(Saved data entries)
-- Opening Marker --
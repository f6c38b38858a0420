//! Profile picture storage on the local filesystem.

use service_core::error::AppError;
use std::path::{Path, PathBuf};

/// Public URL prefix the upload directory is served under.
pub const UPLOADS_URL_PREFIX: &str = "/uploads";

/// Map an accepted image content type to its file extension.
pub fn image_extension(content_type: &str) -> Option<&'static str> {
    match content_type {
        "image/jpeg" | "image/jpg" => Some("jpg"),
        "image/png" => Some("png"),
        "image/webp" => Some("webp"),
        "image/gif" => Some("gif"),
        _ => None,
    }
}

/// Write the picture under `<dir>/avatars/` and return its public URL.
pub async fn save_profile_picture(
    dir: &Path,
    student_id: i64,
    extension: &str,
    bytes: &[u8],
) -> Result<String, AppError> {
    let avatars: PathBuf = dir.join("avatars");
    tokio::fs::create_dir_all(&avatars).await?;

    let file_name = format!("{}-{}.{}", student_id, uuid::Uuid::new_v4(), extension);
    tokio::fs::write(avatars.join(&file_name), bytes).await?;

    Ok(format!("{}/avatars/{}", UPLOADS_URL_PREFIX, file_name))
}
-- Closing Marker --
Filter the data, keeping only the lines that contain "join".

* **OUTPUT FOR THIS TASK**
    let avatars: PathBuf = dir.join("avatars");
    tokio::fs::write(avatars.join(&file_name), bytes).await?;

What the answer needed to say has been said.